Although LN dissection did not improve the overall survival of patients with PHC, LN status was demonstrated to be an important predictor of OS after surgical resection for patients with PHC. In a pooled OS analysis calculated based on 20 studies with 4591 patients (n = 2 653, 58% for negative LN vs. n = 1 938, 42% for positive LN), the pooled estimate for the hazard of death was over two-fold higher among patients with LN metastasis.

Furthermore, although LN count had no association with long-term survival, inadequate examination of LN led to insufficient nodal assessment with an increased false N0 rate due to missing of metastastic nodes. In contrast, higher number of LNs retrieved and examined lead to a higher detection rate for patients with LN ( +) and a lower detection rate for patients with N0 status. This phenomenon had been observed by several authors [52, 53]. In this systematic review, extended lymphadenectomy was used in 4 studies [11, 27, 36, 50]. The median numbers of LN retrieved in these studies were significantly increased. A larger number of LNs removed does not necessarily correlate with a higher ratio of LN ( +). In some studies which involved additional pancreaticoduodenectomy, although a higher median count of LN was retrieved (P = 0.025), no significant difference was found in the median detection rate of metastatic LNs (P = 0.122).

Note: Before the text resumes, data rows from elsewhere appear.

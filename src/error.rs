// error.rs

use crate::*;

#[derive(Debug, thiserror::Error)]
pub enum AppError {
    #[error("{0}")]
    Message(String),
    #[error("Config error: {0}")]
    Config(String),
    #[error("Postcard error: {0}")]
    Postcard(#[from] postcard::Error),
    #[cfg(target_os = "espidf")]
    #[error("ESP-IDF error: {0}")]
    Esp(#[from] esp_idf_sys::EspError),
}

pub type AppResult<T> = Result<T, AppError>;

/// Why a captured frame did not turn into a [`MeterReading`].
///
/// None of these are fatal. The receiver counts them and moves on.
#[derive(Clone, Debug, PartialEq, Eq, thiserror::Error)]
pub enum FrameError {
    #[error("Corrupt L-field {l_field}, drained {drained} bytes")]
    CorruptLength { l_field: u8, drained: usize },
    #[error("L-field {0} out of range")]
    BadLength(u8),
    #[error("Frame truncated: have {have} bytes, need {need}")]
    Truncated { have: usize, need: usize },
    #[error("Frame queue full, frame dropped")]
    QueueOverflow,
    #[error("Frame from other meter {0}")]
    IdentityMismatch(MeterIdentity),
    #[error("CRC mismatch: calc={calculated:04X} frame={received:04X}")]
    CrcMismatch { calculated: u16, received: u16 },
    #[error("No encrypted data in frame")]
    NoCiphertext,
    #[error("Decryption failed: {0}")]
    Crypto(&'static str),
    #[error("Plaintext too short for parsing: {0} bytes")]
    PayloadTooShort(usize),
}

// EOF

Thus, to assess the minimum requirement for histological examination of LN in PHC, several cut-off values were created for survival comparison. We divided the number of harvested LN into five groups according to the median number; the ratio of LN ( +) group (6–8) was higher than group (0–2) or (3–5), although this was not statistical different (P = 0.055 and P = 0.061). Meanwhile, increasing the number of retrieved LN count did not increase the ratio of LN ( +) (p = 0.865 and p = 0.480) when the cut-off values were 3 or 8. Given that there were significant differences when the cut-off values were 5 (P = 0.002) and 7 (P < 0.001), a cut-off value of 5 was chosen as the target goal for LN count at time of PHC surgery.

There are several limitations of the current study. Data from surgical resections performed in highly specialized HPB surgical centers were included in the meta-analysis. As most of studies were retrospective and non-randomized, there was a high chance of selection bias. Furthermore, the method of the histological examination of dissected lymph nodes must be different between the institutions that they collected. In addition, data at the individual patient level were not available. All analyses were also based on the provided median lymph node count, as this was the only feasible strategy in the process of a systematic review. Extended lymphadenectomy was associated with an increased number of retrieved LN count. HPD patients, thus, should be excluded as strictly. In addition, adjuvant chemotherapy may affect the overall survival of patients with PHC. However, in the present study, most of the studies included the patients with adjuvant chemotherapy showed that adjuvant chemotherapy was not an independent risk factor of overall survival. And the remaining studies did not explicitly describe whether the included patients had received adjuvant chemotherapy. Thus, it is not available to evaluate the effect of adjuvant chemotherapy in the present study. Adjuvant chemotherapy regimens and the suitable subgroup patients still need further study. Finally, some studies were low quality with insufficient number of patients with some studies even including tumor types other than PHC.

In conclusion, this systematic review and meta-analysis demonstrated that increasing retrieved LN count or extended LN dissection was not associated with a survival benefit among patients who underwent curative surgical resection for PHC. LN status, however, was prognostically important as patient with LN metastasis had a markedly worse long-term prognosis. Retrieval of 5 LN at the time of surgery was associated with the identification of more LN-positive patients and, therefore, should be used as the goal cut-off value to avoid understaging patients with PHC.